START TASK DATA
//! Generation engine: phases, dependency resolution and auto-wiring.
//!
//! A run moves through `Init -> ServicesRegistered -> Validated -> AutoWired
//! -> Generated -> Done`, or to `Failed` from any setup phase.

pub mod context;
pub mod orchestrator;
pub mod phase_trait;
pub mod phases;
pub mod report;
pub mod resolver;
pub mod wiring;

pub use context::RunContext;
pub use orchestrator::{GenerationOrchestrator, GenerationRequest};
pub use phase_trait::{GenerationPhase, RunState};
pub use report::{ComponentError, FatalError, GenerationFailure, GenerationOutcome};
pub use resolver::{resolve, Resolution, ResolveError};
pub use wiring::{storage_adapter, AdapterTool, ConnectionSummary, StorageTarget, Wiring};
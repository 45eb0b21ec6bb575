//! Saved stack configurations
//!
//! Built-in presets cover common platform shapes. User profiles live as one
//! JSON file per profile in a directory (`~/.antigravity/profiles` unless
//! configured otherwise). Presets shadow user profiles of the same name and
//! can be neither overwritten nor deleted.

use crate::stack::{Category, Stack};
use chrono::{DateTime, Utc};
use serde::{Deserialize, Serialize};
use std::fs;
use std::io;
use std::path::{Path, PathBuf};
use thiserror::Error;
use tracing::debug;

#[derive(Debug, Error)]
pub enum ProfileError {
    #[error("Profile '{0}' not found")]
    NotFound(String),

    #[error("Profile '{0}' already exists")]
    AlreadyExists(String),

    #[error("'{0}' is a built-in preset and cannot be modified")]
    Preset(String),

    #[error("Invalid profile name '{0}': use letters, digits, '_' or '-'")]
    InvalidName(String),

    #[error("Failed to access profile {path}: {source}")]
    Io {
        path: PathBuf,
        #[source]
        source: io::Error,
    },

    #[error("Failed to parse profile {path}: {source}")]
    Parse {
        path: PathBuf,
        #[source]
        source: serde_json::Error,
    },
}

#[derive(Debug, Clone, PartialEq, Serialize, Deserialize)]
pub struct StackProfile {
    pub name: String,
    #[serde(default)]
    pub description: String,
    pub stack: Stack,
    pub created_at: DateTime<Utc>,
    #[serde(default, skip_serializing_if = "Option::is_none")]
    pub updated_at: Option<DateTime<Utc>>,
    #[serde(default, skip_serializing_if = "Option::is_none")]
    pub author: Option<String>,
    #[serde(default)]
    pub tags: Vec<String>,
}

impl StackProfile {
    pub fn new(name: impl Into<String>, stack: Stack) -> Self {
        Self {
            name: name.into(),
            description: String::new(),
            stack,
            created_at: Utc::now(),
            updated_at: None,
            author: None,
            tags: Vec::new(),
        }
    }

    pub fn with_description(mut self, description: impl Into<String>) -> Self {
        self.description = description.into();
        self
    }

    pub fn with_author(mut self, author: impl Into<String>) -> Self {
        self.author = Some(author.into());
        self
    }

    pub fn with_tags<I, S>(mut self, tags: I) -> Self
    where
        I: IntoIterator<Item = S>,
        S: Into<String>,
    {
        self.tags = tags.into_iter().map(Into::into).collect();
        self
    }

    fn matches(&self, query: &str, tags: &[String]) -> bool {
        let query = query.to_lowercase();
        let query_match = query.is_empty()
            || self.name.to_lowercase().contains(&query)
            || self.description.to_lowercase().contains(&query);
        let tags_match = tags.is_empty() || tags.iter().any(|t| self.tags.contains(t));
        query_match && tags_match
    }
}

const PRESET_NAMES: &[&str] = &[
    "modern_data_stack",
    "analytics_starter",
    "streaming_platform",
    "ml_platform",
    "data_lakehouse",
];

fn preset_profile(
    name: &str,
    description: &str,
    entries: &[(Category, &str)],
    tags: &[&str],
) -> StackProfile {
    let stack = entries
        .iter()
        .fold(Stack::new(), |stack, (category, provider)| stack.with(*category, *provider));
    StackProfile::new(name, stack)
        .with_description(description)
        .with_author("AntiGravity")
        .with_tags(tags.iter().copied())
}

/// Built-in preset by name.
pub fn preset(name: &str) -> Option<StackProfile> {
    use Category::*;

    let profile = match name {
        "modern_data_stack" => preset_profile(
            name,
            "Modern Data Stack with cloud-native tools",
            &[
                (Ingestion, "Airbyte"),
                (Storage, "Snowflake"),
                (Transformation, "dbt"),
                (Orchestration, "Prefect"),
                (Visualization, "Superset"),
                (Quality, "Great Expectations"),
            ],
            &["cloud", "enterprise", "modern"],
        ),
        "analytics_starter" => preset_profile(
            name,
            "Simple analytics stack for beginners",
            &[
                (Ingestion, "DLT"),
                (Storage, "PostgreSQL"),
                (Transformation, "dbt"),
                (Orchestration, "Airflow"),
            ],
            &["beginner", "local", "analytics"],
        ),
        "streaming_platform" => preset_profile(
            name,
            "Real-time streaming data platform",
            &[
                (Ingestion, "Kafka"),
                (Storage, "MongoDB"),
                (Transformation, "Spark"),
                (Orchestration, "Dagster"),
                (Monitoring, "Prometheus"),
                (Visualization, "Grafana"),
            ],
            &["streaming", "real-time", "advanced"],
        ),
        "ml_platform" => preset_profile(
            name,
            "MLOps platform with experiment tracking",
            &[
                (Ingestion, "DLT"),
                (Storage, "PostgreSQL"),
                (Transformation, "Spark"),
                (Orchestration, "Airflow"),
                (Monitoring, "Prometheus"),
            ],
            &["ml", "mlops", "advanced"],
        ),
        "data_lakehouse" => preset_profile(
            name,
            "Data lakehouse architecture with DuckDB",
            &[
                (Ingestion, "Airbyte"),
                (Storage, "DuckDB"),
                (Transformation, "dbt"),
                (Orchestration, "Dagster"),
                (Visualization, "Metabase"),
            ],
            &["lakehouse", "duckdb", "modern"],
        ),
        _ => return None,
    };
    Some(profile)
}

pub fn presets() -> Vec<StackProfile> {
    PRESET_NAMES.iter().filter_map(|name| preset(name)).collect()
}

pub fn is_preset(name: &str) -> bool {
    PRESET_NAMES.contains(&name)
}

fn validate_name(name: &str) -> Result<(), ProfileError> {
    let valid = !name.is_empty()
        && name
            .chars()
            .all(|c| c.is_ascii_alphanumeric() || c == '_' || c == '-');
    if valid {
        Ok(())
    } else {
        Err(ProfileError::InvalidName(name.to_string()))
    }
}

/// Profiles stored as `<dir>/<name>.json`.
#[derive(Debug, Clone)]
pub struct ProfileStore {
    dir: PathBuf,
}

impl ProfileStore {
    pub fn new(dir: impl Into<PathBuf>) -> Self {
        Self { dir: dir.into() }
    }

    pub fn dir(&self) -> &Path {
        &self.dir
    }

    fn path_for(&self, name: &str) -> PathBuf {
        self.dir.join(format!("{}.json", name))
    }

    /// Writes `profile`. Updating an existing profile keeps its creation
    /// time and fills unset fields from the stored copy.
    pub fn save(&self, profile: StackProfile, overwrite: bool) -> Result<StackProfile, ProfileError> {
        validate_name(&profile.name)?;
        if is_preset(&profile.name) {
            return Err(ProfileError::Preset(profile.name));
        }

        let path = self.path_for(&profile.name);
        let profile = if path.exists() {
            if !overwrite {
                return Err(ProfileError::AlreadyExists(profile.name));
            }
            let existing = self.read(&path)?;
            StackProfile {
                description: if profile.description.is_empty() {
                    existing.description
                } else {
                    profile.description
                },
                created_at: existing.created_at,
                updated_at: Some(Utc::now()),
                author: profile.author.or(existing.author),
                tags: if profile.tags.is_empty() {
                    existing.tags
                } else {
                    profile.tags
                },
                ..profile
            }
        } else {
            profile
        };

        fs::create_dir_all(&self.dir).map_err(|source| ProfileError::Io {
            path: self.dir.clone(),
            source,
        })?;
        let json = serde_json::to_string_pretty(&profile).map_err(|source| ProfileError::Parse {
            path: path.clone(),
            source,
        })?;
        fs::write(&path, json).map_err(|source| ProfileError::Io {
            path: path.clone(),
            source,
        })?;

        debug!(profile = %profile.name, path = %path.display(), "Saved profile");
        Ok(profile)
    }

    fn read(&self, path: &Path) -> Result<StackProfile, ProfileError> {
        let content = fs::read_to_string(path).map_err(|source| ProfileError::Io {
            path: path.to_path_buf(),
            source,
        })?;
        serde_json::from_str(&content).map_err(|source| ProfileError::Parse {
            path: path.to_path_buf(),
            source,
        })
    }

    /// Presets are checked before the directory.
    pub fn load(&self, name: &str) -> Result<StackProfile, ProfileError> {
        if let Some(profile) = preset(name) {
            return Ok(profile);
        }
        validate_name(name)?;

        let path = self.path_for(name);
        if !path.exists() {
            return Err(ProfileError::NotFound(name.to_string()));
        }
        self.read(&path)
    }

    /// Returns `false` when there was nothing to delete.
    pub fn delete(&self, name: &str) -> Result<bool, ProfileError> {
        if is_preset(name) {
            return Err(ProfileError::Preset(name.to_string()));
        }
        validate_name(name)?;

        let path = self.path_for(name);
        if !path.exists() {
            return Ok(false);
        }
        fs::remove_file(&path).map_err(|source| ProfileError::Io { path, source })?;
        Ok(true)
    }

    /// Sorted, de-duplicated names of presets and saved profiles.
    pub fn list(&self) -> Result<Vec<String>, ProfileError> {
        let mut names: Vec<String> = PRESET_NAMES.iter().map(|n| n.to_string()).collect();

        if self.dir.exists() {
            let entries = fs::read_dir(&self.dir).map_err(|source| ProfileError::Io {
                path: self.dir.clone(),
                source,
            })?;
            for entry in entries.flatten() {
                let path = entry.path();
                if path.extension().and_then(|e| e.to_str()) != Some("json") {
                    continue;
                }
                if let Some(stem) = path.file_stem().and_then(|s| s.to_str()) {
                    names.push(stem.to_string());
                }
            }
        }

        names.sort();
        names.dedup();
        Ok(names)
    }

    pub fn list_detailed(&self) -> Result<Vec<StackProfile>, ProfileError> {
        self.list()?.iter().map(|name| self.load(name)).collect()
    }

    /// Case-insensitive match on name or description, and on any of `tags`.
    /// An empty query or tag list matches everything.
    pub fn search(&self, query: &str, tags: &[String]) -> Result<Vec<StackProfile>, ProfileError> {
        Ok(self
            .list_detailed()?
            .into_iter()
            .filter(|profile| profile.matches(query, tags))
            .collect())
    }
}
END TASK DATA
— PROBLEM STATEMENT —
In the entries above, the lines between the one holding "to parse profile" and the one holding "self.tags = tags.into_iter().map(Into::into).collect();", inclusive, are to be printed exactly as written, and those alone.

— TASK RESPONSE —
    #[error("Failed to parse profile {path}: {source}")]
    Parse {
        path: PathBuf,
        #[source]
        source: serde_json::Error,
    },
}

#[derive(Debug, Clone, PartialEq, Serialize, Deserialize)]
pub struct StackProfile {
    pub name: String,
    #[serde(default)]
    pub description: String,
    pub stack: Stack,
    pub created_at: DateTime<Utc>,
    #[serde(default, skip_serializing_if = "Option::is_none")]
    pub updated_at: Option<DateTime<Utc>>,
    #[serde(default, skip_serializing_if = "Option::is_none")]
    pub author: Option<String>,
    #[serde(default)]
    pub tags: Vec<String>,
}

impl StackProfile {
    pub fn new(name: impl Into<String>, stack: Stack) -> Self {
        Self {
            name: name.into(),
            description: String::new(),
            stack,
            created_at: Utc::now(),
            updated_at: None,
            author: None,
            tags: Vec::new(),
        }
    }

    pub fn with_description(mut self, description: impl Into<String>) -> Self {
        self.description = description.into();
        self
    }

    pub fn with_author(mut self, author: impl Into<String>) -> Self {
        self.author = Some(author.into());
        self
    }

    pub fn with_tags<I, S>(mut self, tags: I) -> Self
    where
        I: IntoIterator<Item = S>,
        S: Into<String>,
    {
        self.tags = tags.into_iter().map(Into::into).collect();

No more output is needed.